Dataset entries
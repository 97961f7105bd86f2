//! Wire-shape adapter for service log payloads.
//!
//! Backend responses and rows written by older app versions arrive in either
//! snake_case (`chemicals_used`, `service_start_time`) or camelCase
//! (`chemicalsUsed`, `serviceStartTime`). Accepting both is a compatibility
//! contract, and it is confined to this module: the rest of the crate only
//! ever sees [`ServiceVisitRecord`].

use serde::{Deserialize, Serialize};

use crate::models::{ChemicalRecord, RawChemical, ServiceVisitRecord, TreatedArea};

/// A service log as it appears on the wire. Every field is optional and
/// every historical spelling is accepted.
#[derive(Debug, Clone, Default, Serialize, Deserialize)]
pub struct WireServiceLog {
    #[serde(default, alias = "logId")]
    pub log_id: Option<String>,
    #[serde(default, alias = "visitId")]
    pub visit_id: Option<String>,
    #[serde(default, alias = "customerId")]
    pub customer_id: Option<String>,
    #[serde(default, alias = "technicianId")]
    pub technician_id: Option<String>,
    #[serde(default, alias = "serviceType")]
    pub service_type: Option<String>,
    #[serde(default, alias = "serviceSubtype")]
    pub service_subtype: Option<String>,
    #[serde(default, alias = "otherPestName")]
    pub other_pest_name: Option<String>,
    #[serde(default, alias = "serviceStartTime", alias = "startTime")]
    pub service_start_time: Option<String>,
    #[serde(default, alias = "serviceEndTime", alias = "endTime")]
    pub service_end_time: Option<String>,
    #[serde(default, alias = "durationMinutes", alias = "duration")]
    pub duration_minutes: Option<i64>,
    #[serde(default, alias = "chemicalsUsed", alias = "chemicals")]
    pub chemicals_used: Vec<RawChemical>,
    #[serde(default, alias = "treatedAreas")]
    pub treated_areas: Vec<WireTreatedArea>,
    #[serde(default)]
    pub notes: Option<String>,
}

/// A treated area as it appears on the wire.
#[derive(Debug, Clone, Default, Serialize, Deserialize)]
pub struct WireTreatedArea {
    #[serde(default, alias = "areaId")]
    pub id: Option<String>,
    #[serde(default, alias = "areaName")]
    pub name: Option<String>,
    #[serde(default, alias = "chemicalsUsed", alias = "chemicals_used")]
    pub chemicals: Vec<RawChemical>,
    #[serde(default)]
    pub notes: Option<String>,
}

impl WireTreatedArea {
    fn into_area(self) -> TreatedArea {
        let mut area = TreatedArea::new(self.name.unwrap_or_default());
        if let Some(id) = self.id.filter(|id| !id.is_empty()) {
            area.id = id;
        }
        for raw in self.chemicals {
            area.add_chemical(raw);
        }
        area.notes = self.notes.unwrap_or_default();
        area
    }
}

impl WireServiceLog {
    /// Convert to the canonical record, dropping entries that normalize to
    /// nothing. Missing identity fields become empty strings; the session
    /// keeps its own resolved ids regardless of what the wire carried.
    pub fn into_record(self) -> ServiceVisitRecord {
        let chemicals: Vec<ChemicalRecord> = self
            .chemicals_used
            .into_iter()
            .filter_map(ChemicalRecord::normalize)
            .collect();

        let treated_areas: Vec<TreatedArea> = self
            .treated_areas
            .into_iter()
            .map(WireTreatedArea::into_area)
            .collect();

        ServiceVisitRecord {
            log_id: self.log_id.unwrap_or_default(),
            visit_id: self.visit_id.unwrap_or_default(),
            customer_id: self.customer_id.unwrap_or_default(),
            technician_id: self.technician_id.unwrap_or_default(),
            service_type: self.service_type.unwrap_or_default(),
            service_subtype: self.service_subtype,
            other_pest_name: self.other_pest_name,
            start_time: self.service_start_time,
            end_time: self.service_end_time,
            duration_minutes: self.duration_minutes,
            chemicals,
            treated_areas,
            notes: self.notes.unwrap_or_default(),
        }
    }
}

impl From<&ServiceVisitRecord> for WireServiceLog {
    /// Canonical snake_case wire form, used when persisting.
    fn from(record: &ServiceVisitRecord) -> Self {
        WireServiceLog {
            log_id: Some(record.log_id.clone()),
            visit_id: Some(record.visit_id.clone()),
            customer_id: Some(record.customer_id.clone()),
            technician_id: Some(record.technician_id.clone()),
            service_type: Some(record.service_type.clone()),
            service_subtype: record.service_subtype.clone(),
            other_pest_name: record.other_pest_name.clone(),
            service_start_time: record.start_time.clone(),
            service_end_time: record.end_time.clone(),
            duration_minutes: record.duration_minutes,
            chemicals_used: record
                .chemicals
                .iter()
                .map(|c| RawChemical::from_fields(&c.name, &c.concentration, &c.volume))
                .collect(),
            treated_areas: record
                .treated_areas
                .iter()
                .map(|area| WireTreatedArea {
                    id: Some(area.id.clone()),
                    name: Some(area.name.clone()),
                    chemicals: area
                        .chemicals
                        .iter()
                        .map(|c| RawChemical::from_fields(&c.name, &c.concentration, &c.volume))
                        .collect(),
                    notes: Some(area.notes.clone()),
                })
                .collect(),
            notes: Some(record.notes.clone()),
        }
    }
}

> _Exercise objective_
What is needed here is one number: how many lines of the entries hold the string "normalize".

> _Task answer_
2